Required work: Top to bottom, every record is to be copied word for word.

Records:
* * *

#[cfg(test)]
mod tests {
    use super::*;
    use std::collections::VecDeque;
    use std::sync::Mutex;
    use std::sync::atomic::{AtomicUsize, Ordering};
    use wiremock::matchers::{header, header_exists, method, path};
    use wiremock::{Mock, MockServer, ResponseTemplate};

    struct Scripted {
        responses: Mutex<VecDeque<Result<RawDocument, FetchError>>>,
        calls: AtomicUsize,
    }

    impl Scripted {
        fn new(responses: Vec<Result<RawDocument, FetchError>>) -> Self {
            Self {
                responses: Mutex::new(responses.into()),
                calls: AtomicUsize::new(0),
            }
        }
    }

    impl SourceFetcher for Scripted {
        async fn fetch(&self, url: &str, _kind: SourceKind) -> Result<RawDocument, FetchError> {
            self.calls.fetch_add(1, Ordering::SeqCst);
            self.responses
                .lock()
                .unwrap()
                .pop_front()
                .unwrap_or_else(|| Err(FetchError::Timeout { url: url.to_string() }))
        }
    }

    fn ok_doc(url: &str) -> Result<RawDocument, FetchError> {
        Ok(RawDocument {
            kind: SourceKind::Generic,
            url: url.to_string(),
            status: 200,
            body: "ok".to_string(),
        })
    }

    #[tokio::test(start_paused = true)]
    async fn test_retry_recovers_from_transient_errors() {
        let url = "https://blog.csdn.net/a";
        let inner = Scripted::new(vec![
            Err(FetchError::Timeout { url: url.to_string() }),
            Err(FetchError::HttpStatus { url: url.to_string(), status: 503 }),
            ok_doc(url),
        ]);
        let fetcher = RetryFetcher::new(&inner, 3, Duration::from_millis(100), Duration::from_secs(1));

        let doc = fetcher.fetch(url, SourceKind::Csdn).await.unwrap();
        assert_eq!(doc.body, "ok");
        assert_eq!(inner.calls.load(Ordering::SeqCst), 3);
    }

    #[tokio::test(start_paused = true)]
    async fn test_retry_does_not_retry_client_errors() {
        let url = "https://blog.csdn.net/missing";
        let inner = Scripted::new(vec![Err(FetchError::HttpStatus { url: url.to_string(), status: 404 })]);
        let fetcher = RetryFetcher::new(&inner, 3, Duration::from_millis(100), Duration::from_secs(1));

        let err = fetcher.fetch(url, SourceKind::Csdn).await.unwrap_err();
        assert_eq!(err, FetchError::HttpStatus { url: url.to_string(), status: 404 });
        assert_eq!(inner.calls.load(Ordering::SeqCst), 1);
    }

    #[tokio::test(start_paused = true)]
    async fn test_retry_gives_up_after_max_retries() {
        let url = "https://api.github.com/repos/a/b";
        let inner = Scripted::new(vec![]);
        let fetcher = RetryFetcher::new(&inner, 2, Duration::from_millis(100), Duration::from_secs(1));

        let err = fetcher.fetch(url, SourceKind::GitHubRepo).await.unwrap_err();
        assert!(matches!(err, FetchError::Timeout { .. }));
        assert_eq!(inner.calls.load(Ordering::SeqCst), 3);
    }

    #[test]
    fn test_backoff_respects_rate_limit_hint_and_cap() {
        let inner = Scripted::new(vec![]);
        let fetcher = RetryFetcher::new(&inner, 3, Duration::from_millis(100), Duration::from_secs(5));
        let limited = FetchError::RateLimited {
            url: "u".to_string(),
            retry_after: Some(Duration::from_secs(60)),
        };
        let delay = fetcher.delay_for(1, &limited);
        assert!(delay >= Duration::from_secs(5));
        assert!(delay <= Duration::from_millis(5_250));

        let timeout = FetchError::Timeout { url: "u".to_string() };
        let delay = fetcher.delay_for(3, &timeout);
        assert!(delay >= Duration::from_millis(400));
        assert!(delay <= Duration::from_millis(650));
    }

    #[test]
    fn test_classify_status() {
        let mut headers = HeaderMap::new();
        assert!(classify_status("u", StatusCode::OK, &headers, 0).is_none());
        assert_eq!(
            classify_status("u", StatusCode::NOT_FOUND, &headers, 0),
            Some(FetchError::HttpStatus { url: "u".to_string(), status: 404 })
        );
        // 403 without quota headers is a plain permission error
        assert!(matches!(
            classify_status("u", StatusCode::FORBIDDEN, &headers, 0),
            Some(FetchError::HttpStatus { status: 403, .. })
        ));

        headers.insert("x-ratelimit-remaining", HeaderValue::from_static("0"));
        headers.insert("x-ratelimit-reset", HeaderValue::from_static("1030"));
        assert_eq!(
            classify_status("u", StatusCode::FORBIDDEN, &headers, 1000),
            Some(FetchError::RateLimited {
                url: "u".to_string(),
                retry_after: Some(Duration::from_secs(30)),
            })
        );

        let mut headers = HeaderMap::new();
        headers.insert("retry-after", HeaderValue::from_static("7"));
        assert_eq!(
            classify_status("u", StatusCode::TOO_MANY_REQUESTS, &headers, 0),
            Some(FetchError::RateLimited {
                url: "u".to_string(),
                retry_after: Some(Duration::from_secs(7)),
            })
        );
    }

    #[tokio::test]
    async fn test_http_fetcher_sends_github_identity() {
        let server = MockServer::start().await;
        Mock::given(method("GET"))
            .and(path("/repos/a/b"))
            .and(header("authorization", "Bearer secret"))
            .and(header("accept", GITHUB_JSON_ACCEPT))
            .and(header("x-github-api-version", GITHUB_API_VERSION))
            .respond_with(ResponseTemplate::new(200).set_body_string(r#"{"name":"b"}"#))
            .mount(&server)
            .await;

        let fetcher = HttpFetcher::new(Duration::from_secs(5), Some("secret".to_string())).unwrap();
        let doc = fetcher
            .fetch(&format!("{}/repos/a/b", server.uri()), SourceKind::GitHubRepo)
            .await
            .unwrap();
        assert_eq!(doc.status, 200);
        assert_eq!(doc.body, r#"{"name":"b"}"#);
    }

    #[tokio::test]
    async fn test_http_fetcher_sends_browser_identity_for_csdn() {
        let server = MockServer::start().await;
        Mock::given(method("GET"))
            .and(path("/article"))
            .and(header_exists("user-agent"))
            .and(header_exists("accept-language"))
            .and(header("referer", CSDN_REFERER))
            .and(header("pragma", "no-cache"))
            .respond_with(ResponseTemplate::new(200).set_body_string("<html></html>"))
            .mount(&server)
            .await;

        let fetcher = HttpFetcher::new(Duration::from_secs(5), None).unwrap();
        let doc = fetcher
            .fetch(&format!("{}/article", server.uri()), SourceKind::Csdn)
            .await
            .unwrap();
        assert_eq!(doc.body, "<html></html>");
    }

    #[tokio::test]
    async fn test_http_fetcher_maps_status_and_timeout() {
        let server = MockServer::start().await;
        Mock::given(path("/gone"))
            .respond_with(ResponseTemplate::new(410))
            .mount(&server)
            .await;
        Mock::given(path("/slow"))
            .respond_with(ResponseTemplate::new(200).set_delay(Duration::from_secs(3)))
            .mount(&server)
            .await;

        let fetcher = HttpFetcher::new(Duration::from_millis(300), None).unwrap();
        let gone = fetcher
            .fetch(&format!("{}/gone", server.uri()), SourceKind::Generic)
            .await
            .unwrap_err();
        assert!(matches!(gone, FetchError::HttpStatus { status: 410, .. }));

        let slow = fetcher
            .fetch(&format!("{}/slow", server.uri()), SourceKind::Generic)
            .await
            .unwrap_err();
        assert!(matches!(slow, FetchError::Timeout { .. }));
    }

    #[test]
    fn test_unusable_token_is_rejected_up_front() {
        let err = HttpFetcher::new(Duration::from_secs(1), Some("ghp_abc\n".to_string())).unwrap_err();
        assert!(matches!(err, ConfigError::InvalidSetting { name: "github_token", .. }));
        assert!(!err.to_string().contains("ghp_abc"));
    }

    #[test]
    fn test_debug_redacts_token() {
        let fetcher = HttpFetcher::new(Duration::from_secs(1), Some("secret".to_string())).unwrap();
        let shown = format!("{fetcher:?}");
        assert!(!shown.contains("secret"));
    }
}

* * *

Expected answer:
#[cfg(test)]
mod tests {
    use super::*;
    use std::collections::VecDeque;
    use std::sync::Mutex;
    use std::sync::atomic::{AtomicUsize, Ordering};
    use wiremock::matchers::{header, header_exists, method, path};
    use wiremock::{Mock, MockServer, ResponseTemplate};

    struct Scripted {
        responses: Mutex<VecDeque<Result<RawDocument, FetchError>>>,
        calls: AtomicUsize,
    }

    impl Scripted {
        fn new(responses: Vec<Result<RawDocument, FetchError>>) -> Self {
            Self {
                responses: Mutex::new(responses.into()),
                calls: AtomicUsize::new(0),
            }
        }
    }

    impl SourceFetcher for Scripted {
        async fn fetch(&self, url: &str, _kind: SourceKind) -> Result<RawDocument, FetchError> {
            self.calls.fetch_add(1, Ordering::SeqCst);
            self.responses
                .lock()
                .unwrap()
                .pop_front()
                .unwrap_or_else(|| Err(FetchError::Timeout { url: url.to_string() }))
        }
    }

    fn ok_doc(url: &str) -> Result<RawDocument, FetchError> {
        Ok(RawDocument {
            kind: SourceKind::Generic,
            url: url.to_string(),
            status: 200,
            body: "ok".to_string(),
        })
    }

    #[tokio::test(start_paused = true)]
    async fn test_retry_recovers_from_transient_errors() {
        let url = "https://blog.csdn.net/a";
        let inner = Scripted::new(vec![
            Err(FetchError::Timeout { url: url.to_string() }),
            Err(FetchError::HttpStatus { url: url.to_string(), status: 503 }),
            ok_doc(url),
        ]);
        let fetcher = RetryFetcher::new(&inner, 3, Duration::from_millis(100), Duration::from_secs(1));

        let doc = fetcher.fetch(url, SourceKind::Csdn).await.unwrap();
        assert_eq!(doc.body, "ok");
        assert_eq!(inner.calls.load(Ordering::SeqCst), 3);
    }

    #[tokio::test(start_paused = true)]
    async fn test_retry_does_not_retry_client_errors() {
        let url = "https://blog.csdn.net/missing";
        let inner = Scripted::new(vec![Err(FetchError::HttpStatus { url: url.to_string(), status: 404 })]);
        let fetcher = RetryFetcher::new(&inner, 3, Duration::from_millis(100), Duration::from_secs(1));

        let err = fetcher.fetch(url, SourceKind::Csdn).await.unwrap_err();
        assert_eq!(err, FetchError::HttpStatus { url: url.to_string(), status: 404 });
        assert_eq!(inner.calls.load(Ordering::SeqCst), 1);
    }

    #[tokio::test(start_paused = true)]
    async fn test_retry_gives_up_after_max_retries() {
        let url = "https://api.github.com/repos/a/b";
        let inner = Scripted::new(vec![]);
        let fetcher = RetryFetcher::new(&inner, 2, Duration::from_millis(100), Duration::from_secs(1));

        let err = fetcher.fetch(url, SourceKind::GitHubRepo).await.unwrap_err();
        assert!(matches!(err, FetchError::Timeout { .. }));
        assert_eq!(inner.calls.load(Ordering::SeqCst), 3);
    }

    #[test]
    fn test_backoff_respects_rate_limit_hint_and_cap() {
        let inner = Scripted::new(vec![]);
        let fetcher = RetryFetcher::new(&inner, 3, Duration::from_millis(100), Duration::from_secs(5));
        let limited = FetchError::RateLimited {
            url: "u".to_string(),
            retry_after: Some(Duration::from_secs(60)),
        };
        let delay = fetcher.delay_for(1, &limited);
        assert!(delay >= Duration::from_secs(5));
        assert!(delay <= Duration::from_millis(5_250));

        let timeout = FetchError::Timeout { url: "u".to_string() };
        let delay = fetcher.delay_for(3, &timeout);
        assert!(delay >= Duration::from_millis(400));
        assert!(delay <= Duration::from_millis(650));
    }

    #[test]
    fn test_classify_status() {
        let mut headers = HeaderMap::new();
        assert!(classify_status("u", StatusCode::OK, &headers, 0).is_none());
        assert_eq!(
            classify_status("u", StatusCode::NOT_FOUND, &headers, 0),
            Some(FetchError::HttpStatus { url: "u".to_string(), status: 404 })
        );
        // 403 without quota headers is a plain permission error
        assert!(matches!(
            classify_status("u", StatusCode::FORBIDDEN, &headers, 0),
            Some(FetchError::HttpStatus { status: 403, .. })
        ));

        headers.insert("x-ratelimit-remaining", HeaderValue::from_static("0"));
        headers.insert("x-ratelimit-reset", HeaderValue::from_static("1030"));
        assert_eq!(
            classify_status("u", StatusCode::FORBIDDEN, &headers, 1000),
            Some(FetchError::RateLimited {
                url: "u".to_string(),
                retry_after: Some(Duration::from_secs(30)),
            })
        );

        let mut headers = HeaderMap::new();
        headers.insert("retry-after", HeaderValue::from_static("7"));
        assert_eq!(
            classify_status("u", StatusCode::TOO_MANY_REQUESTS, &headers, 0),
            Some(FetchError::RateLimited {
                url: "u".to_string(),
                retry_after: Some(Duration::from_secs(7)),
            })
        );
    }

    #[tokio::test]
    async fn test_http_fetcher_sends_github_identity() {
        let server = MockServer::start().await;
        Mock::given(method("GET"))
            .and(path("/repos/a/b"))
            .and(header("authorization", "Bearer secret"))
            .and(header("accept", GITHUB_JSON_ACCEPT))
            .and(header("x-github-api-version", GITHUB_API_VERSION))
            .respond_with(ResponseTemplate::new(200).set_body_string(r#"{"name":"b"}"#))
            .mount(&server)
            .await;

        let fetcher = HttpFetcher::new(Duration::from_secs(5), Some("secret".to_string())).unwrap();
        let doc = fetcher
            .fetch(&format!("{}/repos/a/b", server.uri()), SourceKind::GitHubRepo)
            .await
            .unwrap();
        assert_eq!(doc.status, 200);
        assert_eq!(doc.body, r#"{"name":"b"}"#);
    }

    #[tokio::test]
    async fn test_http_fetcher_sends_browser_identity_for_csdn() {
        let server = MockServer::start().await;
        Mock::given(method("GET"))
            .and(path("/article"))
            .and(header_exists("user-agent"))
            .and(header_exists("accept-language"))
            .and(header("referer", CSDN_REFERER))
            .and(header("pragma", "no-cache"))
            .respond_with(ResponseTemplate::new(200).set_body_string("<html></html>"))
            .mount(&server)
            .await;

        let fetcher = HttpFetcher::new(Duration::from_secs(5), None).unwrap();
        let doc = fetcher
            .fetch(&format!("{}/article", server.uri()), SourceKind::Csdn)
            .await
            .unwrap();
        assert_eq!(doc.body, "<html></html>");
    }

    #[tokio::test]
    async fn test_http_fetcher_maps_status_and_timeout() {
        let server = MockServer::start().await;
        Mock::given(path("/gone"))
            .respond_with(ResponseTemplate::new(410))
            .mount(&server)
            .await;
        Mock::given(path("/slow"))
            .respond_with(ResponseTemplate::new(200).set_delay(Duration::from_secs(3)))
            .mount(&server)
            .await;

        let fetcher = HttpFetcher::new(Duration::from_millis(300), None).unwrap();
        let gone = fetcher
            .fetch(&format!("{}/gone", server.uri()), SourceKind::Generic)
            .await
            .unwrap_err();
        assert!(matches!(gone, FetchError::HttpStatus { status: 410, .. }));

        let slow = fetcher
            .fetch(&format!("{}/slow", server.uri()), SourceKind::Generic)
            .await
            .unwrap_err();
        assert!(matches!(slow, FetchError::Timeout { .. }));
    }

    #[test]
    fn test_unusable_token_is_rejected_up_front() {
        let err = HttpFetcher::new(Duration::from_secs(1), Some("ghp_abc\n".to_string())).unwrap_err();
        assert!(matches!(err, ConfigError::InvalidSetting { name: "github_token", .. }));
        assert!(!err.to_string().contains("ghp_abc"));
    }

    #[test]
    fn test_debug_redacts_token() {
        let fetcher = HttpFetcher::new(Duration::from_secs(1), Some("secret".to_string())).unwrap();
        let shown = format!("{fetcher:?}");
        assert!(!shown.contains("secret"));
    }
}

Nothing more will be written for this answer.